(Stored items)
======

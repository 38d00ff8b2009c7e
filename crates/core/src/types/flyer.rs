//! Flyer entity, its style descriptor and form draft.

use chrono::{DateTime, Utc};
use rust_decimal::Decimal;
use serde::{Deserialize, Serialize};

use super::id::{FlyerId, ProductId};

/// Visual template a flyer renders with.
#[derive(Debug, Clone, Copy, PartialEq, Eq, Hash, Serialize, Deserialize, Default)]
#[serde(rename_all = "lowercase")]
pub enum FlyerTemplate {
    #[default]
    Template1,
    Template2,
    Template3,
    Template4,
}

/// How products are arranged on the flyer.
#[derive(Debug, Clone, Copy, PartialEq, Eq, Hash, Serialize, Deserialize, Default)]
#[serde(rename_all = "lowercase")]
pub enum FlyerLayout {
    #[default]
    Grid,
    List,
    Cards,
}

impl core::str::FromStr for FlyerTemplate {
    type Err = String;

    fn from_str(s: &str) -> Result<Self, Self::Err> {
        match s {
            "template1" => Ok(Self::Template1),
            "template2" => Ok(Self::Template2),
            "template3" => Ok(Self::Template3),
            "template4" => Ok(Self::Template4),
            other => Err(format!(
                "unknown template: {other} (expected template1..template4)"
            )),
        }
    }
}

impl core::str::FromStr for FlyerLayout {
    type Err = String;

    fn from_str(s: &str) -> Result<Self, Self::Err> {
        match s {
            "grid" => Ok(Self::Grid),
            "list" => Ok(Self::List),
            "cards" => Ok(Self::Cards),
            other => Err(format!("unknown layout: {other} (expected grid, list or cards)")),
        }
    }
}

/// Publication state of a flyer.
#[derive(Debug, Clone, Copy, PartialEq, Eq, Hash, Serialize, Deserialize, Default)]
#[serde(rename_all = "lowercase")]
pub enum FlyerStatus {
    #[default]
    Draft,
    Published,
}

/// Primary/secondary color pair for a flyer.
#[derive(Debug, Clone, PartialEq, Eq, Serialize, Deserialize)]
pub struct FlyerColors {
    pub primary: String,
    pub secondary: String,
}

impl Default for FlyerColors {
    fn default() -> Self {
        Self {
            primary: "#007bff".to_owned(),
            secondary: "#28a745".to_owned(),
        }
    }
}

/// Title/body font pair for a flyer.
#[derive(Debug, Clone, PartialEq, Eq, Serialize, Deserialize)]
pub struct FlyerFonts {
    pub title: String,
    pub body: String,
}

impl Default for FlyerFonts {
    fn default() -> Self {
        Self {
            title: "Arial".to_owned(),
            body: "Arial".to_owned(),
        }
    }
}

/// A product embedded in a flyer: the reference plus the display fields the
/// backend denormalizes at save time. The backend remains authoritative for
/// whether the referenced product still exists.
#[derive(Debug, Clone, PartialEq, Serialize, Deserialize)]
#[serde(rename_all = "camelCase")]
pub struct FlyerProductRef {
    pub product_id: ProductId,
    #[serde(default)]
    pub name: String,
    #[serde(default, skip_serializing_if = "Option::is_none")]
    pub price: Option<Decimal>,
}

/// A flyer owned by the current user.
#[derive(Debug, Clone, PartialEq, Serialize, Deserialize)]
#[serde(rename_all = "camelCase")]
pub struct Flyer {
    /// Backend-issued document ID.
    #[serde(rename = "_id", alias = "id")]
    pub id: FlyerId,
    /// Flyer headline.
    pub title: String,
    /// Free-text description.
    #[serde(default)]
    pub description: String,
    #[serde(default)]
    pub template: FlyerTemplate,
    #[serde(default)]
    pub layout: FlyerLayout,
    #[serde(default)]
    pub colors: FlyerColors,
    #[serde(default)]
    pub fonts: FlyerFonts,
    /// Embedded product references with denormalized display fields.
    #[serde(default)]
    pub products: Vec<FlyerProductRef>,
    #[serde(default)]
    pub status: FlyerStatus,
    /// Creation timestamp, when the backend includes it.
    #[serde(default, skip_serializing_if = "Option::is_none")]
    pub created_at: Option<DateTime<Utc>>,
}

/// Payload for creating or updating a flyer.
///
/// `products` carries the selected product IDs; the backend resolves and
/// denormalizes them into [`FlyerProductRef`]s on save.
#[derive(Debug, Clone, PartialEq, Serialize, Deserialize, Default)]
#[serde(rename_all = "camelCase")]
pub struct FlyerDraft {
    pub title: String,
    pub description: String,
    pub template: FlyerTemplate,
    pub layout: FlyerLayout,
    pub colors: FlyerColors,
    pub fonts: FlyerFonts,
    pub products: Vec<ProductId>,
}

impl From<&Flyer> for FlyerDraft {
    fn from(flyer: &Flyer) -> Self {
        Self {
            title: flyer.title.clone(),
            description: flyer.description.clone(),
            template: flyer.template,
            layout: flyer.layout,
            colors: flyer.colors.clone(),
            fonts: flyer.fonts.clone(),
            products: flyer.products.iter().map(|p| p.product_id.clone()).collect(),
        }
    }
}

#[cfg(test)]
mod tests {
    use super::*;

    #[test]
    fn form_defaults_match_the_create_form() {
        let draft = FlyerDraft::default();
        assert_eq!(draft.template, FlyerTemplate::Template1);
        assert_eq!(draft.layout, FlyerLayout::Grid);
        assert_eq!(draft.colors.primary, "#007bff");
        assert_eq!(draft.fonts.body, "Arial");
        assert!(draft.products.is_empty());
    }

    #[test]
    fn deserializes_minimal_backend_record() {
        let flyer: Flyer = serde_json::from_str(r#"{"_id":"f1","title":"Sale"}"#)
            .expect("deserialize");
        assert_eq!(flyer.template, FlyerTemplate::Template1);
        assert_eq!(flyer.status, FlyerStatus::Draft);
        assert!(flyer.products.is_empty());
    }

    #[test]
    fn draft_seeding_keeps_product_ids_only() {
        let flyer: Flyer = serde_json::from_str(
            r#"{
                "_id": "f1",
                "title": "Sale",
                "template": "template2",
                "layout": "cards",
                "products": [
                    {"productId": "p1", "name": "Widget", "price": "9.99"},
                    {"productId": "p2", "name": "Gadget"}
                ]
            }"#,
        )
        .expect("deserialize");

        let draft = FlyerDraft::from(&flyer);
        assert_eq!(draft.template, FlyerTemplate::Template2);
        assert_eq!(
            draft.products,
            vec![ProductId::new("p1"), ProductId::new("p2")]
        );
    }
}
//! Request dispatcher.
//!
//! One place builds every outbound call: the bearer token is attached here
//! when the session has one, and authorization failures are handled here
//! and nowhere else. Callers propagate the typed error upward; they never
//! special-case 401/403 themselves.

use std::sync::Arc;

use reqwest::{Method, RequestBuilder, Response, StatusCode};
use serde::Serialize;
use serde::de::DeserializeOwned;
use tracing::instrument;
use url::Url;

use crate::config::ClientConfig;
use crate::error::ApiError;
use crate::session::SessionHandle;
use crate::store::CredentialStore;

/// Error body shape the backend uses for every failure.
#[derive(serde::Deserialize)]
struct ErrorBody {
    message: Option<String>,
}

/// HTTP dispatcher for the Flyercraft backend.
///
/// Cheap to clone; all clones share one connection pool and one session
/// handle.
#[derive(Clone)]
pub struct ApiClient {
    inner: Arc<ApiClientInner>,
}

struct ApiClientInner {
    http: reqwest::Client,
    base_url: Url,
    session: SessionHandle,
}

impl ApiClient {
    /// Build a dispatcher over the given credential store.
    ///
    /// # Errors
    ///
    /// Returns an error if the underlying HTTP client fails to build.
    pub fn new(config: &ClientConfig, store: Arc<dyn CredentialStore>) -> Result<Self, ApiError> {
        let http = reqwest::Client::builder().build()?;
        Ok(Self {
            inner: Arc::new(ApiClientInner {
                http,
                base_url: config.api_base_url.clone(),
                session: SessionHandle::new(store),
            }),
        })
    }

    /// The session handle this dispatcher reads the token from and tears
    /// down on authorization failure.
    #[must_use]
    pub fn session(&self) -> &SessionHandle {
        &self.inner.session
    }

    /// Execute a GET request.
    pub(crate) async fn get<T: DeserializeOwned>(&self, path: &str) -> Result<T, ApiError> {
        let builder = self.inner.http.get(self.url(path)?);
        self.dispatch(builder, path).await
    }

    /// Execute a POST request with a JSON body.
    pub(crate) async fn post<T: DeserializeOwned, B: Serialize + Sync>(
        &self,
        path: &str,
        body: &B,
    ) -> Result<T, ApiError> {
        let builder = self.inner.http.post(self.url(path)?).json(body);
        self.dispatch(builder, path).await
    }

    /// Execute a POST request with an empty JSON object body.
    pub(crate) async fn post_empty<T: DeserializeOwned>(&self, path: &str) -> Result<T, ApiError> {
        self.post(path, &serde_json::json!({})).await
    }

    /// Execute a PUT request with a JSON body.
    pub(crate) async fn put<T: DeserializeOwned, B: Serialize + Sync>(
        &self,
        path: &str,
        body: &B,
    ) -> Result<T, ApiError> {
        let builder = self.inner.http.put(self.url(path)?).json(body);
        self.dispatch(builder, path).await
    }

    /// Execute a DELETE request, discarding any response body.
    pub(crate) async fn delete(&self, path: &str) -> Result<(), ApiError> {
        let builder = self.inner.http.request(Method::DELETE, self.url(path)?);
        let (response, authenticated) = self.send(builder, path).await?;

        if response.status().is_success() {
            return Ok(());
        }
        Err(self.error_from(response, authenticated).await)
    }

    fn url(&self, path: &str) -> Result<Url, ApiError> {
        self.inner
            .base_url
            .join(path)
            .map_err(|e| ApiError::InvalidPath(format!("{path}: {e}")))
    }

    /// Attach the bearer token (when present) and send. Returns whether the
    /// call actually carried a credential, which decides how 401/403 is
    /// classified.
    async fn send(
        &self,
        builder: RequestBuilder,
        path: &str,
    ) -> Result<(Response, bool), ApiError> {
        let token = self.inner.session.token();
        let authenticated = token.is_some();

        let builder = match token {
            Some(token) => builder.bearer_auth(token.expose()),
            None => builder,
        };

        tracing::debug!(path, authenticated, "dispatching request");
        let response = builder.send().await?;
        Ok((response, authenticated))
    }

    #[instrument(skip(self, builder))]
    async fn dispatch<T: DeserializeOwned>(
        &self,
        builder: RequestBuilder,
        path: &str,
    ) -> Result<T, ApiError> {
        let (response, authenticated) = self.send(builder, path).await?;

        if response.status().is_success() {
            return response
                .json()
                .await
                .map_err(|e| ApiError::Parse(e.to_string()));
        }

        Err(self.error_from(response, authenticated).await)
    }

    /// Classify a non-2xx response.
    ///
    /// 401/403 on a call that carried a bearer token means the credential is
    /// no longer valid: the session is torn down here, exactly once, before
    /// the error is returned - so no caller ever needs to do it. The same
    /// statuses on an unauthenticated call (a bad login) are ordinary
    /// validation failures carrying the server's message.
    async fn error_from(&self, response: Response, authenticated: bool) -> ApiError {
        let status = response.status();
        let message = response
            .json::<ErrorBody>()
            .await
            .ok()
            .and_then(|body| body.message);

        if authenticated
            && matches!(status, StatusCode::UNAUTHORIZED | StatusCode::FORBIDDEN)
        {
            tracing::warn!(status = status.as_u16(), "authorization failure; tearing down session");
            self.inner.session.teardown();
            return ApiError::AuthorizationExpired;
        }

        if status.is_client_error() {
            ApiError::Validation {
                status: status.as_u16(),
                message,
            }
        } else {
            ApiError::Api {
                status: status.as_u16(),
                message,
            }
        }
    }
}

======

- **TASK GOAL**: What is needed is every line of the records that contains the word "enum".

- **TASK ANSWER**:
pub enum FlyerTemplate {
pub enum FlyerLayout {
pub enum FlyerStatus {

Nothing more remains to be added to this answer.